**YOUR GOAL:**
Copy each line containing "environment" from the listing below.

**RAW DATA:**
use std::path::{Path, PathBuf};
use std::process::ExitCode;
use std::sync::atomic::Ordering;
use std::sync::Arc;

use anyhow::{bail, Context};
use clap::{Parser, Subcommand};
use log::{info, warn};

use demandpipe::config::{apply_env_overrides, load_config, Config};
use demandpipe::db::{job_repo, task_repo, Database, JobStatus};
use demandpipe::logging::{init_logging, LogFormat, DEFAULT_DIRECTIVE};
use demandpipe::pipeline::{LogProgress, Pipeline, PipelineConfig};
use demandpipe::worker::JobRunner;

#[derive(Parser, Debug)]
#[command(name = "demandpipe")]
#[command(version, about = "Extracts demand-file PDFs page by page and tracks job status", long_about = None)]
struct Cli {
    /// Path to a JSON config file
    #[arg(short, long, global = true)]
    config: Option<PathBuf>,

    /// SQLite database file, overriding config and environment
    #[arg(long, global = true)]
    database: Option<PathBuf>,

    /// Log output format
    #[arg(long, value_enum, default_value_t = LogFormat::Text, global = true)]
    log_format: LogFormat,

    #[command(subcommand)]
    command: Command,
}

#[derive(Subcommand, Debug)]
enum Command {
    /// Process every outstanding task of a job
    Run {
        job_id: String,
    },
    /// Extract a single demand file without touching task or job status
    Extract {
        demand_file_id: String,
    },
    /// Create one task per unsummarised demand file of the job's note
    CreateTasks {
        job_id: String,
    },
    /// Print task counts for a job and reconcile its status
    Status {
        job_id: String,
    },
    /// Generate a DOCX demand letter from JSON metadata
    Letter {
        #[arg(short, long)]
        metadata: PathBuf,

        #[arg(short, long, default_value = "demand_note.docx")]
        output: PathBuf,
    },
}

fn main() -> ExitCode {
    let cli = Cli::parse();
    let dotenv_path = dotenvy::dotenv().ok();

    if let Err(e) = init_logging(DEFAULT_DIRECTIVE, cli.log_format) {
        eprintln!("Failed to initialize logging: {:#}", e);
        return ExitCode::FAILURE;
    }
    if let Some(path) = dotenv_path {
        info!("Loaded environment from {}", path.display());
    }

    match run(cli) {
        Ok(code) => code,
        Err(e) => {
            log::error!("{:#}", e);
            eprintln!("Error: {:#}", e);
            ExitCode::FAILURE
        }
    }
}

fn run(cli: Cli) -> anyhow::Result<ExitCode> {
    let Cli {
        config,
        database,
        command,
        ..
    } = cli;

    // Everything except the letter command works against the job store.
    let open_store = || -> anyhow::Result<(Database, Arc<PipelineConfig>)> {
        let config = resolve_config(config.as_deref())?;
        let db = open_database(database.as_deref(), &config)?;
        let pipeline_config =
            PipelineConfig::from_config(&config).context("Failed to resolve working directory")?;
        Ok((db, Arc::new(pipeline_config)))
    };

    match command {
        Command::Run { job_id } => {
            let (db, pipeline_config) = open_store()?;
            run_job(db, pipeline_config, &job_id)
        }
        Command::Extract { demand_file_id } => {
            let (db, pipeline_config) = open_store()?;
            let pipeline = Pipeline::new(db, pipeline_config);
            let outcome = pipeline
                .run(&demand_file_id, &LogProgress::new(demand_file_id.clone()))
                .with_context(|| format!("Extraction failed for demand file {}", demand_file_id))?;
            println!(
                "Extracted {} pages to {}",
                outcome.pages_extracted,
                outcome.base_path.display()
            );
            Ok(ExitCode::SUCCESS)
        }
        Command::CreateTasks { job_id } => {
            let (db, _) = open_store()?;
            if job_repo::find_by_id(&db, &job_id)?.is_none() {
                bail!("Job not found: {}", job_id);
            }
            let created = task_repo::create_tasks_for_job(&db, &job_id)
                .with_context(|| format!("Failed to create tasks for job {}", job_id))?;
            println!("Created {} tasks for job {}", created, job_id);
            Ok(ExitCode::SUCCESS)
        }
        Command::Status { job_id } => {
            let (db, _) = open_store()?;
            let job = job_repo::find_by_id(&db, &job_id)?
                .with_context(|| format!("Job not found: {}", job_id))?;
            let counts = job_repo::task_counts(&db, &job_id)?;
            let status = job_repo::reconcile_status(&db, &job_id)?.unwrap_or(job.status);

            println!("Job {}: {}", job_id, status);
            println!(
                "  tasks: {} total, {} completed, {} failed, {} in progress, {} pending",
                counts.total, counts.completed, counts.failed, counts.in_progress, counts.pending
            );
            Ok(ExitCode::SUCCESS)
        }
        Command::Letter { metadata, output } => {
            let written = demandpipe::generate_letter(&metadata, &output).with_context(|| {
                format!("Failed to generate letter from {}", metadata.display())
            })?;
            println!("Demand note created: {}", written.display());
            Ok(ExitCode::SUCCESS)
        }
    }
}

fn run_job(
    db: Database,
    pipeline_config: Arc<PipelineConfig>,
    job_id: &str,
) -> anyhow::Result<ExitCode> {
    let runner = JobRunner::new(db, pipeline_config);

    let shutdown = runner.shutdown_flag();
    ctrlc::set_handler(move || {
        warn!("Interrupt received, finishing in-flight tasks...");
        shutdown.store(true, Ordering::Relaxed);
    })
    .context("Failed to install Ctrl-C handler")?;

    let report = runner.run(job_id)?;
    println!("{}", serde_json::to_string_pretty(&report)?);

    if report.status == JobStatus::Completed {
        Ok(ExitCode::SUCCESS)
    } else {
        Ok(ExitCode::FAILURE)
    }
}

fn resolve_config(path: Option<&Path>) -> anyhow::Result<Config> {
    let config = match path {
        Some(path) => load_config(path)
            .with_context(|| format!("Failed to load config from {}", path.display()))?,
        None => Config::default(),
    };
    apply_env_overrides(config).context("Invalid environment override")
}

fn open_database(database: Option<&Path>, config: &Config) -> anyhow::Result<Database> {
    let path = database
        .map(Path::to_path_buf)
        .or_else(|| config.database_path())
        .context("No database path configured and no home directory found")?;

    info!("Using database {}", path.display());
    Database::open(&path).with_context(|| format!("Failed to open database {}", path.display()))
}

**TASK SOLUTION:**
    /// SQLite database file, overriding config and environment
        info!("Loaded environment from {}", path.display());
    apply_env_overrides(config).context("Invalid environment override")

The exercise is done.